==== Available data

use std::{collections::BTreeMap, fmt};

use crate::{error::DpoFinderError, score::MatchField};

/// Result category of a lookup.
#[cfg_attr(feature = "serde", derive(serde::Serialize, serde::Deserialize))]
#[derive(Debug, Clone, Copy, PartialEq, Eq, Hash)]
pub enum MatchStatus {
    /// PIN group matched and keywords picked a delivery office
    #[cfg_attr(feature = "serde", serde(rename = "success"))]
    Success,
    /// PIN group has delivery offices and no keywords were given
    #[cfg_attr(feature = "serde", serde(rename = "success_pin_only_dpo"))]
    SuccessPinOnlyDpo,
    #[cfg_attr(feature = "serde", serde(rename = "success_locality (DPO)"))]
    SuccessLocalityDpo,
    #[cfg_attr(feature = "serde", serde(rename = "success_locality (Non-DPO)"))]
    SuccessLocalityNonDpo,
    /// PIN group has delivery offices but the keywords matched none of them
    #[cfg_attr(feature = "serde", serde(rename = "partial_match_pin"))]
    PartialMatchPin,
    /// PIN group exists but no office in it is flagged for delivery
    #[cfg_attr(feature = "serde", serde(rename = "partial_match_pin_no_dpo_flag"))]
    PartialMatchPinNoDpoFlag,
    #[cfg_attr(feature = "serde", serde(rename = "not_found"))]
    NotFound,
    #[cfg_attr(feature = "serde", serde(rename = "error"))]
    Error,
}

impl MatchStatus {
    pub const fn as_str(self) -> &'static str {
        match self {
            Self::Success => "success",
            Self::SuccessPinOnlyDpo => "success_pin_only_dpo",
            Self::SuccessLocalityDpo => "success_locality (DPO)",
            Self::SuccessLocalityNonDpo => "success_locality (Non-DPO)",
            Self::PartialMatchPin => "partial_match_pin",
            Self::PartialMatchPinNoDpoFlag => "partial_match_pin_no_dpo_flag",
            Self::NotFound => "not_found",
            Self::Error => "error",
        }
    }

    pub const fn is_success(self) -> bool {
        matches!(
            self,
            Self::Success
                | Self::SuccessPinOnlyDpo
                | Self::SuccessLocalityDpo
                | Self::SuccessLocalityNonDpo
        )
    }

    pub const fn is_partial(self) -> bool {
        matches!(self, Self::PartialMatchPin | Self::PartialMatchPinNoDpoFlag)
    }

    /// Whether the outcome names an office.
    pub const fn has_suggestion(self) -> bool {
        self.is_success() || self.is_partial()
    }
}

impl fmt::Display for MatchStatus {
    fn fmt(&self, f: &mut fmt::Formatter<'_>) -> fmt::Result {
        f.write_str(self.as_str())
    }
}

/// Answer to one lookup.
#[cfg_attr(feature = "serde", derive(serde::Serialize, serde::Deserialize))]
#[derive(Debug, Clone, PartialEq)]
pub struct MatchOutcome {
    pub status: MatchStatus,
    /// PIN code parsed from the input, if any
    pub input_pin: Option<String>,
    /// PIN code of the suggested office
    pub pin: Option<String>,
    /// Suggested office, display-cased
    pub dpo_name: Option<String>,
    /// Keyword score rounded to two decimals, only when keyword scoring picked the office
    pub score: Option<f64>,
    pub message: String,
    /// Field each matched keyword was attributed to, only when keyword scoring picked the office
    pub matched_keyword_details: Option<BTreeMap<String, MatchField>>,
}

impl MatchOutcome {
    pub(crate) fn new(status: MatchStatus, message: impl Into<String>) -> Self {
        Self {
            status,
            input_pin: None,
            pin: None,
            dpo_name: None,
            score: None,
            message: message.into(),
            matched_keyword_details: None,
        }
    }

    pub fn not_found(message: impl Into<String>) -> Self {
        Self::new(MatchStatus::NotFound, message)
    }

    pub fn error(message: impl Into<String>) -> Self {
        Self::new(MatchStatus::Error, message)
    }

    /// Turn a failure (for instance a reference table that could not be loaded) into an outcome.
    pub fn from_error(err: &DpoFinderError) -> Self {
        Self::error(err.to_string())
    }

    pub(crate) fn with_input_pin(mut self, input_pin: Option<&str>) -> Self {
        self.input_pin = input_pin.map(str::to_string);
        self
    }

    pub(crate) fn with_office(mut self, pin: &str, dpo_name: &str) -> Self {
        self.pin = Some(pin.to_string());
        self.dpo_name = Some(dpo_name.to_string());
        self
    }

    pub(crate) fn with_score(mut self, score: f64, matched: BTreeMap<String, MatchField>) -> Self {
        self.score = Some(round2(score));
        self.matched_keyword_details = Some(matched);
        self
    }

    pub fn is_success(&self) -> bool {
        self.status.is_success()
    }
}

fn round2(value: f64) -> f64 {
    (value * 100.0).round() / 100.0
}

const NA: &str = "N/A";

impl fmt::Display for MatchOutcome {
    fn fmt(&self, f: &mut fmt::Formatter<'_>) -> fmt::Result {
        let pin = self.pin.as_deref().unwrap_or(NA);
        let dpo = self.dpo_name.as_deref().unwrap_or(NA);
        match self.status {
            status if status.is_success() => {
                writeln!(f, "  Status:  SUCCESS")?;
                writeln!(f, "  PIN Code: {pin}")?;
                writeln!(f, "  Delivery Post Office (DPO): {dpo}")?;
            }
            MatchStatus::PartialMatchPin => {
                writeln!(f, "  Status: PARTIAL MATCH (PIN based)")?;
                writeln!(
                    f,
                    "  Input PIN: {}",
                    self.input_pin.as_deref().unwrap_or(NA)
                )?;
                writeln!(f, "  Suggested PIN Code: {pin}")?;
                writeln!(f, "  Suggested Delivery Post Office (DPO): {dpo}")?;
            }
            MatchStatus::NotFound => writeln!(f, "  Status:  NOT FOUND")?,
            status => {
                writeln!(f, "  Status:  {}", status.as_str().to_uppercase())?;
                if self.dpo_name.is_some() {
                    writeln!(f, "  Suggested PIN Code: {pin}")?;
                    writeln!(f, "  Suggested Post Office: {dpo}")?;
                }
            }
        }
        if let Some(score) = self.score {
            writeln!(f, "  Score: {score:.2}")?;
        }
        write!(f, "  Message: {}", self.message)
    }
}

#[cfg(test)]
mod tests {
    use super::*;

    #[test]
    fn test_status_strings() {
        assert_eq!(MatchStatus::SuccessLocalityDpo.as_str(), "success_locality (DPO)");
        assert_eq!(
            MatchStatus::SuccessLocalityNonDpo.to_string(),
            "success_locality (Non-DPO)"
        );
        assert_eq!(
            MatchStatus::PartialMatchPinNoDpoFlag.as_str(),
            "partial_match_pin_no_dpo_flag"
        );
        assert!(MatchStatus::SuccessPinOnlyDpo.is_success());
        assert!(!MatchStatus::PartialMatchPin.is_success());
        assert!(MatchStatus::PartialMatchPinNoDpoFlag.has_suggestion());
        assert!(!MatchStatus::NotFound.has_suggestion());
    }

    #[test]
    fn test_score_is_rounded() {
        let outcome = MatchOutcome::new(MatchStatus::Success, "ok")
            .with_office("560038", "Indiranagar S.O")
            .with_score(2.299_999_999, BTreeMap::new());
        assert_eq!(outcome.score, Some(2.3));
        assert_eq!(round2(1.234), 1.23);
    }

    #[test]
    fn test_from_error() {
        let outcome = MatchOutcome::from_error(&DpoFinderError::EmptyTable);
        assert_eq!(outcome.status, MatchStatus::Error);
        assert_eq!(outcome.message, "Postal data is not loaded or empty.");
        assert!(outcome.pin.is_none());
    }

    #[test]
    fn test_display_success() {
        let outcome = MatchOutcome::new(MatchStatus::SuccessPinOnlyDpo, "Found DPO.")
            .with_office("560038", "Indiranagar S.O");
        let rendered = outcome.to_string();
        assert!(rendered.contains("Status:  SUCCESS"));
        assert!(rendered.contains("PIN Code: 560038"));
        assert!(rendered.contains("Delivery Post Office (DPO): Indiranagar S.O"));
        assert!(rendered.ends_with("Message: Found DPO."));
        assert!(!rendered.contains("Score"));
    }

    #[test]
    fn test_display_partial_shows_input_pin() {
        let outcome = MatchOutcome::new(MatchStatus::PartialMatchPin, "Suggested first DPO.")
            .with_input_pin(Some("560038"))
            .with_office("560038", "Indiranagar S.O");
        let rendered = outcome.to_string();
        assert!(rendered.contains("PARTIAL MATCH (PIN based)"));
        assert!(rendered.contains("Input PIN: 560038"));
        assert!(rendered.contains("Suggested Delivery Post Office (DPO): Indiranagar S.O"));
    }

    #[test]
    fn test_display_other_statuses() {
        let rendered = MatchOutcome::not_found("Nothing.").to_string();
        assert!(rendered.contains("Status:  NOT FOUND"));

        let rendered = MatchOutcome::error("Broken.").to_string();
        assert!(rendered.contains("Status:  ERROR"));
        assert!(rendered.contains("Message: Broken."));
    }
}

========

■ Description of the task ■
Looking through the entries, count the lines that hold the word "MatchField" and state that count alone.

■ Result of this task ■
3